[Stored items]
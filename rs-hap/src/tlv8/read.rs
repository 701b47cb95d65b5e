/*
 *
 *    Copyright (c) 2024 rs-hap Authors
 *
 *    Licensed under the Apache License, Version 2.0 (the "License");
 *    you may not use this file except in compliance with the License.
 *    You may obtain a copy of the License at
 *
 *        http://www.apache.org/licenses/LICENSE-2.0
 *
 *    Unless required by applicable law or agreed to in writing, software
 *    distributed under the License is distributed on an "AS IS" BASIS,
 *    WITHOUT WARRANTIES OR CONDITIONS OF ANY KIND, either express or implied.
 *    See the License for the specific language governing permissions and
 *    limitations under the License.
 */

use alloc::vec::Vec;

use crate::error::Error;
use crate::utils::storage::ReadBuf;

use super::{TLV8Config, TLV8Tag, MAX_CHUNK_LEN, TLV8};

/// One logical element of a TLV8 stream.
#[derive(Debug, Clone, PartialEq, Eq, Hash)]
pub enum TLV8Element {
    /// A complete item, with any on-wire chunks already coalesced.
    Item(TLV8),
    /// A zero-length item carrying the separator tag of the decoding context.
    Separator,
}

/// A lazy decoder over a TLV8 stream.
///
/// Consecutive non-empty chunks with the same tag are coalesced into one value.
/// A zero-length chunk of the same tag directly after a coalesced value longer
/// than 255 bytes, and of a length that is a multiple of 255, is the value's
/// terminating chunk and is consumed with it. Any other zero-length item is a
/// hard boundary: it is reported as [`TLV8Element::Separator`] if its tag is the
/// separator tag given to [`TLV8Iter::new`], and as an empty item otherwise.
///
/// The iterator yields `Err(ErrorCode::TruncatedPacket)` once if the stream
/// ends in the middle of an item, and stops afterwards.
#[derive(Debug, Clone)]
pub struct TLV8Iter<'a> {
    buf: ReadBuf<'a>,
    separator: Option<u8>,
    failed: bool,
}

impl<'a> TLV8Iter<'a> {
    pub const fn new(data: &'a [u8], separator: Option<u8>) -> Self {
        Self {
            buf: ReadBuf::new(data),
            separator,
            failed: false,
        }
    }

    fn chunk(buf: &mut ReadBuf<'a>) -> Result<(u8, &'a [u8]), Error> {
        let tag = buf.le_u8()?;
        let len = buf.le_u8()? as usize;

        Ok((tag, buf.take(len)?))
    }

    fn next_element(&mut self) -> Result<Option<TLV8Element>, Error> {
        if self.buf.is_empty() {
            return Ok(None);
        }

        let (tag, chunk) = Self::chunk(&mut self.buf)?;

        if chunk.is_empty() {
            if self.separator == Some(tag) {
                return Ok(Some(TLV8Element::Separator));
            }

            return Ok(Some(TLV8Element::Item(TLV8::empty(tag))));
        }

        let mut value = chunk.to_vec();

        while self.buf.peek_u8() == Some(tag) {
            let mut ahead = self.buf.clone();
            let (_, chunk) = Self::chunk(&mut ahead)?;

            if chunk.is_empty() {
                if value.len() > MAX_CHUNK_LEN && value.len() % MAX_CHUNK_LEN == 0 {
                    self.buf = ahead;
                }

                break;
            }

            value.extend_from_slice(chunk);
            self.buf = ahead;
        }

        Ok(Some(TLV8Element::Item(TLV8 { tag, value })))
    }
}

impl Iterator for TLV8Iter<'_> {
    type Item = Result<TLV8Element, Error>;

    fn next(&mut self) -> Option<Self::Item> {
        if self.failed {
            return None;
        }

        let next = self.next_element();
        if next.is_err() {
            self.failed = true;
        }

        next.transpose()
    }
}

/// Decode a TLV8 stream into its logical items.
///
/// If `separator` is given, zero-length items with that tag are record
/// delimiters and are dropped from the result; use [`crate::tlv8::split_records`]
/// to keep the grouping instead.
pub fn decode_stream(data: &[u8], separator: Option<u8>) -> Result<Vec<TLV8>, Error> {
    let mut items = Vec::new();

    for element in TLV8Iter::new(data, separator) {
        if let TLV8Element::Item(item) = element? {
            items.push(item);
        }
    }

    Ok(items)
}

/// Like [`decode_stream`], but refuses streams longer than `config.max_stream_len`.
pub fn decode_stream_with(
    config: &TLV8Config,
    data: &[u8],
    separator: Option<u8>,
) -> Result<Vec<TLV8>, Error> {
    config.check_len(data)?;

    decode_stream(data, separator)
}

/// Decode a TLV8 stream whose tags belong to the enumeration `T`.
///
/// Tags outside of `T` are handled as configured in `config.unknown_tags`.
pub fn decode_typed<T: TLV8Tag>(
    config: &TLV8Config,
    data: &[u8],
    separator: Option<T>,
) -> Result<Vec<TLV8>, Error> {
    let items = decode_stream_with(config, data, separator.map(|tag| tag.tag()))?;

    for item in &items {
        item.tag_as::<T>(config.unknown_tags)?;
    }

    Ok(items)
}

#[cfg(test)]
mod tests {
    use alloc::vec::Vec;

    use super::{decode_stream, decode_stream_with, TLV8Element, TLV8Iter};
    use crate::error::ErrorCode;
    use crate::tlv8::{encode_item, encode_items, TLV8Config, TLV8};

    #[test]
    fn test_decode_simple() {
        let data = [0x06, 1, 2, 0x01, 3, b'a', b'b', b'c'];

        assert_eq!(
            decode_stream(&data, None).unwrap(),
            [TLV8::u8(0x06u8, 2), TLV8::new(0x01u8, b"abc")]
        );
    }

    #[test]
    fn test_decode_empty_stream() {
        assert!(decode_stream(&[], None).unwrap().is_empty());
        assert!(decode_stream(&[], Some(0xff)).unwrap().is_empty());
    }

    #[test]
    fn test_decode_truncated() {
        // Declared length 3, only 2 bytes follow
        let data = [0x01, 3, b'a', b'b'];
        assert_eq!(
            decode_stream(&data, None).map_err(|e| e.code()),
            Err(ErrorCode::TruncatedPacket)
        );

        // A lone tag without its length
        let data = [0x06, 1, 2, 0x01];
        assert_eq!(
            decode_stream(&data, None).map_err(|e| e.code()),
            Err(ErrorCode::TruncatedPacket)
        );

        // A continuation chunk that is cut short
        let mut data = encode_item(0x01u8, &[0; 300]);
        data.truncate(data.len() - 1);
        assert_eq!(
            decode_stream(&data, None).map_err(|e| e.code()),
            Err(ErrorCode::TruncatedPacket)
        );
    }

    #[test]
    fn test_iter_stops_after_error() {
        let data = [0x06, 1, 2, 0x01, 5, 0];
        let mut iter = TLV8Iter::new(&data, None);

        assert_eq!(
            iter.next().unwrap().unwrap(),
            TLV8Element::Item(TLV8::u8(0x06u8, 2))
        );
        assert!(iter.next().unwrap().is_err());
        assert!(iter.next().is_none());
    }

    #[test]
    fn test_coalesce_chunks() {
        let value: Vec<u8> = (0..600).map(|i| (i % 251) as u8).collect();
        let data = encode_item(0x01u8, &value);

        assert_eq!(decode_stream(&data, None).unwrap(), [TLV8::new(0x01u8, &value)]);
    }

    #[test]
    fn test_same_tag_chunks_are_coalesced() {
        let data = [0x01, 1, b'a', 0x01, 1, b'b', 0x02, 1, b'c', 0x01, 1, b'd'];

        assert_eq!(
            decode_stream(&data, None).unwrap(),
            [
                TLV8::new(0x01u8, b"ab"),
                TLV8::new(0x02u8, b"c"),
                TLV8::new(0x01u8, b"d")
            ]
        );

        // An empty item is a boundary between two runs of the same tag
        let data = [0x01, 1, b'a', 0x01, 0, 0x01, 1, b'b'];

        assert_eq!(
            decode_stream(&data, None).unwrap(),
            [
                TLV8::new(0x01u8, b"a"),
                TLV8::empty(0x01u8),
                TLV8::new(0x01u8, b"b")
            ]
        );
    }

    #[test]
    fn test_zero_length_boundaries() {
        // item, non-separator empty item, separator, item
        let data = [0x01, 1, b'a', 0x02, 0, 0xff, 0, 0x01, 1, b'b'];

        let mut iter = TLV8Iter::new(&data, Some(0xff));
        assert_eq!(
            iter.next().unwrap().unwrap(),
            TLV8Element::Item(TLV8::new(0x01u8, b"a"))
        );
        assert_eq!(
            iter.next().unwrap().unwrap(),
            TLV8Element::Item(TLV8::empty(0x02u8))
        );
        assert_eq!(iter.next().unwrap().unwrap(), TLV8Element::Separator);
        assert_eq!(
            iter.next().unwrap().unwrap(),
            TLV8Element::Item(TLV8::new(0x01u8, b"b"))
        );
        assert!(iter.next().is_none());

        // Separators are dropped from the flat list...
        assert_eq!(
            decode_stream(&data, Some(0xff)).unwrap(),
            [
                TLV8::new(0x01u8, b"a"),
                TLV8::empty(0x02u8),
                TLV8::new(0x01u8, b"b")
            ]
        );

        // ... unless there is no separator tag in the context
        assert_eq!(
            decode_stream(&data, None).unwrap(),
            [
                TLV8::new(0x01u8, b"a"),
                TLV8::empty(0x02u8),
                TLV8::empty(0xffu8),
                TLV8::new(0x01u8, b"b")
            ]
        );
    }

    #[test]
    fn test_empty_item_ends_coalescing() {
        // A full chunk, its terminating empty chunk, then another empty item of the same tag
        let mut data = encode_item(0x03u8, &[7; 510]);
        data.extend_from_slice(&[0x03, 0]);

        assert_eq!(
            decode_stream(&data, None).unwrap(),
            [TLV8::new(0x03u8, &[7; 510]), TLV8::empty(0x03u8)]
        );
    }

    #[test]
    fn test_empty_item_after_single_full_chunk() {
        // A 255-byte value has no terminating chunk, so the empty item is kept
        let items = [TLV8::new(0x01u8, &[7; 255]), TLV8::empty(0x01u8)];
        let data = encode_items(&items);

        assert_eq!(data.len(), 259);
        assert_eq!(decode_stream(&data, None).unwrap(), items);

        // The same holds for a separator in a record context
        let mut iter = TLV8Iter::new(&data, Some(0x01));
        assert_eq!(
            iter.next().unwrap().unwrap(),
            TLV8Element::Item(TLV8::new(0x01u8, &[7; 255]))
        );
        assert_eq!(iter.next().unwrap().unwrap(), TLV8Element::Separator);
        assert!(iter.next().is_none());
    }

    #[test]
    fn test_empty_item_after_unaligned_long_value() {
        let items = [TLV8::new(0x01u8, &[7; 300]), TLV8::empty(0x01u8)];

        assert_eq!(decode_stream(&encode_items(&items), None).unwrap(), items);
    }

    #[test]
    fn test_unknown_tags_pass_through() {
        let data = [0xa7, 2, 1, 2];

        assert_eq!(
            decode_stream(&data, None).unwrap(),
            [TLV8::new(0xa7u8, &[1, 2])]
        );
    }

    #[test]
    fn test_oversize() {
        let config = TLV8Config::new().with_max_stream_len(4);

        assert_eq!(
            decode_stream_with(&config, &[0x01, 3, 1, 2, 3], None).map_err(|e| e.code()),
            Err(ErrorCode::Oversize)
        );
        assert_eq!(
            decode_stream_with(&config, &[0x01, 2, 1, 2], None).unwrap(),
            [TLV8::new(0x01u8, &[1, 2])]
        );
    }
}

Assignment ▸ Show me all lines in the records that contain "dropped".

Worked solution ▸
/// delimiters and are dropped from the result; use [`crate::tlv8::split_records`]
        // Separators are dropped from the flat list...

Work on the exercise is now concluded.